From foreman on one job, he grew to overseeing multiple jobs at once, in addition to continuing to operate equipment. After a short stint with another contractor that didn’t work out the way he had planned, Lafontaine worked on the Ottawa LRT project as the general superintendent for three years. After that project was finished, the company asked Lafontaine to relocate to either Toronto or Montreal. Uninterested in a move, he decided to go to work for Ledcor, locally, as a project superintendent for infrastructure work.

“I was there from August to May, and that March was when I decided to start my own business,” he recalls. “As a superintendent, I didn’t have the same satisfaction from getting the job done.
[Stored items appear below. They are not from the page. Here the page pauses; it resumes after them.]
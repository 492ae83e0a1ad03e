use iced_vitrine::app::{self, paths, Flags};
use std::path::PathBuf;

const HELP: &str = "\
iced_vitrine - product media gallery manager

USAGE:
  iced_vitrine [OPTIONS] [PATHS]...

OPTIONS:
  --lang <LOCALE>     Locale override in BCP-47 form (e.g. fr, en-US)
  --i18n-dir <DIR>    Directory with custom Fluent .ftl files
  --data-dir <DIR>    Override the application data directory
  --config-dir <DIR>  Override the configuration directory
  -h, --help          Print this help

ARGS:
  [PATHS]...          Image files to import at startup (jpg, jpeg, png)
";

fn parse_flags() -> Result<Flags, pico_args::Error> {
    let mut args = pico_args::Arguments::from_env();

    if args.contains(["-h", "--help"]) {
        print!("{HELP}");
        std::process::exit(0);
    }

    let mut flags = Flags {
        lang: args.opt_value_from_str("--lang")?,
        i18n_dir: args.opt_value_from_str("--i18n-dir")?,
        data_dir: args.opt_value_from_str("--data-dir")?,
        config_dir: args.opt_value_from_str("--config-dir")?,
        paths: Vec::new(),
    };

    for arg in args.finish() {
        let value = arg.to_string_lossy();
        if value.starts_with('-') {
            return Err(pico_args::Error::ArgumentParsingFailed {
                cause: format!("unrecognized option: {value}"),
            });
        }
        flags.paths.push(PathBuf::from(arg));
    }

    Ok(flags)
}

fn main() -> iced::Result {
    let flags = match parse_flags() {
        Ok(flags) => flags,
        Err(error) => {
            eprintln!("{error}");
            eprintln!("Try 'iced_vitrine --help' for usage.");
            std::process::exit(2);
        }
    };

    // Directory overrides must be in place before anything resolves paths.
    paths::init_cli_overrides(flags.data_dir.clone(), flags.config_dir.clone());

    app::run(flags)
}
// SPDX-License-Identifier: MPL-2.0
//! Built-in media renderer backed by the iced image widget.

use super::collaborators::{FeaturedContext, ItemRenderer, ThumbnailContext};
use super::component::{Message, ViewEnv};
use crate::ui::design_tokens::{radius, sizing, spacing, typography};
use crate::ui::icons;
use iced::widget::image::Image;
use iced::widget::{container, Column, Container, Stack, Text};
use iced::{alignment, ContentFit, Element, Length, Theme};

/// Renders media records as raster images.
///
/// The featured surface letterboxes with `Contain`; thumbnails crop with
/// `Cover` so the strip stays a uniform grid of squares.
pub struct DefaultItemRenderer;

impl ItemRenderer for DefaultItemRenderer {
    fn featured<'a>(&self, context: FeaturedContext<'a>) -> Element<'a, Message> {
        let image = Image::new(context.record.handle().clone())
            .content_fit(ContentFit::Contain)
            .width(Length::Fill)
            .height(Length::Fill);

        // The badge waits for the first real measurement so it never flashes
        // over a surface that has not settled yet.
        let measured = context.media_width >= 0.0 && context.media_height >= 0.0;
        if context.zoom_on_hover && measured {
            let badge_background = context.env.colors.overlay_background;
            let badge_text = context.env.colors.overlay_text;

            let badge = Container::new(
                Text::new(context.env.i18n.tr("gallery-zoom-badge")).size(typography::CAPTION),
            )
            .padding(spacing::XXS)
            .style(move |_theme: &Theme| container::Style {
                background: Some(iced::Background::Color(badge_background)),
                text_color: Some(badge_text),
                border: iced::Border {
                    radius: radius::SM.into(),
                    ..Default::default()
                },
                ..Default::default()
            });

            Stack::new()
                .push(image)
                .push(
                    Container::new(badge)
                        .width(Length::Fill)
                        .height(Length::Fill)
                        .align_x(alignment::Horizontal::Right)
                        .align_y(alignment::Vertical::Top)
                        .padding(spacing::XS),
                )
                .into()
        } else {
            image.into()
        }
    }

    fn thumbnail<'a>(&self, context: ThumbnailContext<'a>) -> Element<'a, Message> {
        let edge = f32::from(context.env.thumbnail_size);

        Image::new(context.record.handle().clone())
            .content_fit(ContentFit::Cover)
            .width(Length::Fixed(edge))
            .height(Length::Fixed(edge))
            .into()
    }

    fn empty<'a>(&self, env: ViewEnv<'a>) -> Element<'a, Message> {
        let icon = icons::sized(icons::text_tint(icons::image()), sizing::ICON_XL);

        Column::new()
            .spacing(spacing::XS)
            .align_x(alignment::Horizontal::Center)
            .push(icon)
            .push(Text::new(env.i18n.tr("gallery-empty-title")).size(typography::TITLE_SM))
            .push(Text::new(env.i18n.tr("gallery-empty-subtitle")).size(typography::BODY_SM))
            .into()
    }
}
When you build a nice wall or a nice ditch, you get that [satisfaction]. Every time I would sit on a piece of equipment, I’d remember how much I missed that.”

Making the leap
While living in Ottawa, Lafontaine was finally convinced to take the leap into entrepreneurship by his girlfriend, Cynthia.

“My father-in-law had passed away and we had a little money to invest, and she pushed me to go for it,” he says. “She said, ‘We’re going to do it. This has been your dream for a long time, we’re going to make it happen.’ So we sat down and made a budget.”

The day Lafontaine decided to purchase his equipment, Cynthia came with him to the dealership so they could experience the beginning of SL Excavation Inc. together.

“I had prices for all types of equipment,” Lafontaine recalls. “I always wanted a Volvo but the John Deere financing was amazing – zero per cent financing and zero interest for five years.”

Lafontaine ended up purchasing a John Deere 210G excavator with a Rototilt attachment.

“I saw Rototilt at a demo 15 years ago in Ottawa. Ever since then I told myself I would buy it one day,” he says. “It’s a lot of money up front, but it pays off in the end.”



He also added a Trimble Earthworks 2D system with automatic guidance. And it certainly didn’t take long for the equipment to see some action. On Friday, May 31 at 10 a.m., the excavator was delivered to Lafontaine. It didn’t even sit idle for one day.

“At 3 p.m. on the same day, I got a call from Jeff Tomlinson [heavy equipment supervisor for the Tomlinson Group of Companies]. He picked up the machine on Saturday morning  [brought to a local work site] and I’ve been working for Tomlinson ever since,” Lafontaine says.

Tomlinson was immediately happy with Lafontaine’s performance. They offered him a two-year contract and a higher rate so he could upgrade his 210G with a Trimble Earthworks 3D system so he could keep running all-year round.

“The Trimble Earthworks system and the Rototilt were a big investment but made a huge impact in my success so far," he says. "When I come to a jobsite, the contractor sends the job file directly to my machine. I can do most of the work independently. In most cases there is no surveyor or grade man needed. The automatic and the Rototilt together is a huge time saver. Most operators will say they don’t need the automatic because they can pull grade; however, pulling grade with this system is way more efficient – and time is money, after all.”

Unlike most contractors, Lafontaine fabricates some of his own attachments.

“I didn’t even have the excavator yet and I had two attachments ready for it,” he says. “I made a grading beam, a long-nosed bucket for digging around utilities, and I’m making an adaptor so I can put forks and a sweeper on it.”

Future plans
Although things have been moving fairly quickly since Lafontaine started up SL Excavation, he isn’t planning on growing things too big or too quickly.

“If everything goes well, I wouldn’t mind buying a second shovel and putting an operator on it,” he says. “Maybe get some rock trucks, since there’s a need for that. I don’t think I’d want to get much bigger than that.”

If things don’t work out as planned, Lafontaine still isn’t too concerned.

“There’s so much work in Ottawa that if it doesn’t work out, I can still go back to being a superintendent,” he says.